To many Friends, the first of these is a view that they take for granted. It seems self-evident that the world had a creator and the feeling that he/it permeates the world is a widespread spiritual experience. But this God is remote and without influence in our lives: some of us feel that we can, without strong feelings, take this view or leave it.
The second view of God is much warmer and more comforting: God is a being to whom we can relate and to whom we can pray. This is a God who is concerned for what happens in the world and in our lives. We may go along with the orthodox Christian view that Jesus was used by God as a unique link into human affairs. Inevitably, though, this leads us into well-known problems.
Only by ignoring a great deal of evidence to the contrary can we believe that God influences natural processes (winds, waves, earthquakes…) to our benefit. The natural world is often cruel. And the belief that God acts through human beings throws up further problems: why us (an insignificant grain of sand within a vast universe)? Human lives can be glorious or tragic and many good men and women die young. As Epicurus is said to have put it: ‘…is God able but not willing? – Then he is malevolent. Is he both able and willing? Then whence cometh evil? Is he neither able nor willing? Then why call him God?’ Only with a selected view of evidence, or rose-tinted spectacles, can some of us see the hand of a loving creator.
It is because of these issues that other Friends prefer not to use the God model but still feel that they can sit comfortably within the Religious Society of Friends. They retain much of what can be recognised as characteristics of present-day Christianity: a sense of wonder at the world; thankfulness for being alive; a sense of inwardness and humility; a profound spiritual sense of love perceived in human relationships; a sense of compassion, particularly for the sufferings of other people but for all living things; a determination to play our part in working towards a better world. These Friends say that they experience the depth of a gathered Meeting. And they are aware of the tensions between how they describe their beliefs and more traditional Quaker ways of speaking and writing.

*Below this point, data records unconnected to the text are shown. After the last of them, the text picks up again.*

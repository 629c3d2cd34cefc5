//! Iteration over the elements of a container value.
//!
//! One iterator type covers both containers: Array yields its elements in
//! order, Object yields its values in map order. Every other kind yields
//! nothing. The kind is captured when the iterator is created.

use core::iter::FusedIterator;
use core::slice;

use hashbrown::hash_map;

use crate::dynamic::Value;
use crate::key::Key;
use crate::kind::DictKind;
use crate::object::ObjectMap;
use crate::raw::Node;

/// Borrowing iterator over a value's elements. See [`Value::iter`].
#[derive(Clone)]
pub struct Iter<'a> {
    inner: IterInner<'a>,
}

#[derive(Clone)]
enum IterInner<'a> {
    Empty,
    Array(slice::Iter<'a, Value>),
    Object(hash_map::Values<'a, Key, Value>),
}

/// Mutable iterator over a value's elements. See [`Value::iter_mut`].
pub struct IterMut<'a> {
    inner: IterMutInner<'a>,
}

enum IterMutInner<'a> {
    Empty,
    Array(slice::IterMut<'a, Value>),
    Object(hash_map::ValuesMut<'a, Key, Value>),
}

impl Value {
    /// Iterate the elements of an Array or the values of an Object.
    ///
    /// ```
    /// use axzdict_values::{array, dynamic::Value};
    ///
    /// let v = array![1, 2, 3];
    /// let sum: i32 = v.iter().map(Value::integral).sum();
    /// assert_eq!(sum, 6);
    /// assert_eq!(Value::from(9).iter().count(), 0);
    /// ```
    pub fn iter(&self) -> Iter<'_> {
        let inner = match self.node() {
            Node::Array(items) => IterInner::Array(items.iter()),
            Node::Object(map) => IterInner::Object(map.values()),
            _ => IterInner::Empty,
        };
        Iter { inner }
    }

    /// Mutable form of [`iter`](Self::iter). Detaches a shared container
    /// first; scalars are left alone.
    pub fn iter_mut(&mut self) -> IterMut<'_> {
        let inner = match self.kind() {
            DictKind::Array | DictKind::Object => match self.node_mut() {
                Node::Array(items) => IterMutInner::Array(items.iter_mut()),
                Node::Object(map) => IterMutInner::Object(map.values_mut()),
                _ => IterMutInner::Empty,
            },
            _ => IterMutInner::Empty,
        };
        IterMut { inner }
    }

    /// Key/value pairs of an Object, in map order. Empty for other kinds.
    pub fn entries(&self) -> impl Iterator<Item = (&Key, &Value)> + '_ {
        self.as_object().into_iter().flat_map(ObjectMap::iter)
    }
}

impl<'a> Iterator for Iter<'a> {
    type Item = &'a Value;

    #[inline]
    fn next(&mut self) -> Option<&'a Value> {
        match &mut self.inner {
            IterInner::Empty => None,
            IterInner::Array(it) => it.next(),
            IterInner::Object(it) => it.next(),
        }
    }

    fn size_hint(&self) -> (usize, Option<usize>) {
        let len = self.len();
        (len, Some(len))
    }
}

impl ExactSizeIterator for Iter<'_> {
    fn len(&self) -> usize {
        match &self.inner {
            IterInner::Empty => 0,
            IterInner::Array(it) => it.len(),
            IterInner::Object(it) => it.len(),
        }
    }
}

impl FusedIterator for Iter<'_> {}

impl<'a> Iterator for IterMut<'a> {
    type Item = &'a mut Value;

    #[inline]
    fn next(&mut self) -> Option<&'a mut Value> {
        match &mut self.inner {
            IterMutInner::Empty => None,
            IterMutInner::Array(it) => it.next(),
            IterMutInner::Object(it) => it.next(),
        }
    }

    fn size_hint(&self) -> (usize, Option<usize>) {
        let len = self.len();
        (len, Some(len))
    }
}

impl ExactSizeIterator for IterMut<'_> {
    fn len(&self) -> usize {
        match &self.inner {
            IterMutInner::Empty => 0,
            IterMutInner::Array(it) => it.len(),
            IterMutInner::Object(it) => it.len(),
        }
    }
}

impl FusedIterator for IterMut<'_> {}

impl<'a> IntoIterator for &'a Value {
    type Item = &'a Value;
    type IntoIter = Iter<'a>;

    fn into_iter(self) -> Iter<'a> {
        self.iter()
    }
}

impl<'a> IntoIterator for &'a mut Value {
    type Item = &'a mut Value;
    type IntoIter = IterMut<'a>;

    fn into_iter(self) -> IterMut<'a> {
        self.iter_mut()
    }
}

The Religious Society of Friends in Britain urgently needs a greater sense of inclusiveness and understanding of these different and strongly held opinions. We live in a time of great change in all areas of life and tensions of this type are understandable and typical of forward movement in religious thought.
Comments
I doubt if many people attach a spiritual quality to a’presence’ or ‘energy’ that has no relevance to our lives, and carries no connotation of moral quality. Widespread spiritual experience is of contact with a ‘presence’ which draws us to serenity, loving-kindness and justice? There is therefore a lot of overlap between the first two positions outlined. The life and teaching of Jesus seems very much in tune with this widespread experience, as people from many different faith backgrounds testify. Nobody comes to a belief in a loving God by studying the world - the problem of suffering has no answer. But neither can it stop many of us from finding in Christianity a faith that never denies suffering, and indeed has suffering and failure in the world’s eyes as its central symbol. My problem with the third alternative is that the love (and the hate) we perceive in human relationships, seen from a purely humanist perspective, usually comes to be seen as a useful genetic trait, developed through evolution and having no more root in the nature of things than a snake bite. Does it really matter how much ‘compassion’ is felt by one concatenation of random events for another?
By rachel13 on 9th February 2014 - 21:21
Rachel commented: Does it really matter how much ‘compassion’ is felt by one concatenation of random events for another?” Of course it matters, regardless of our assumptions about the source of that feeling. We are what we do, not what we happen to believe.”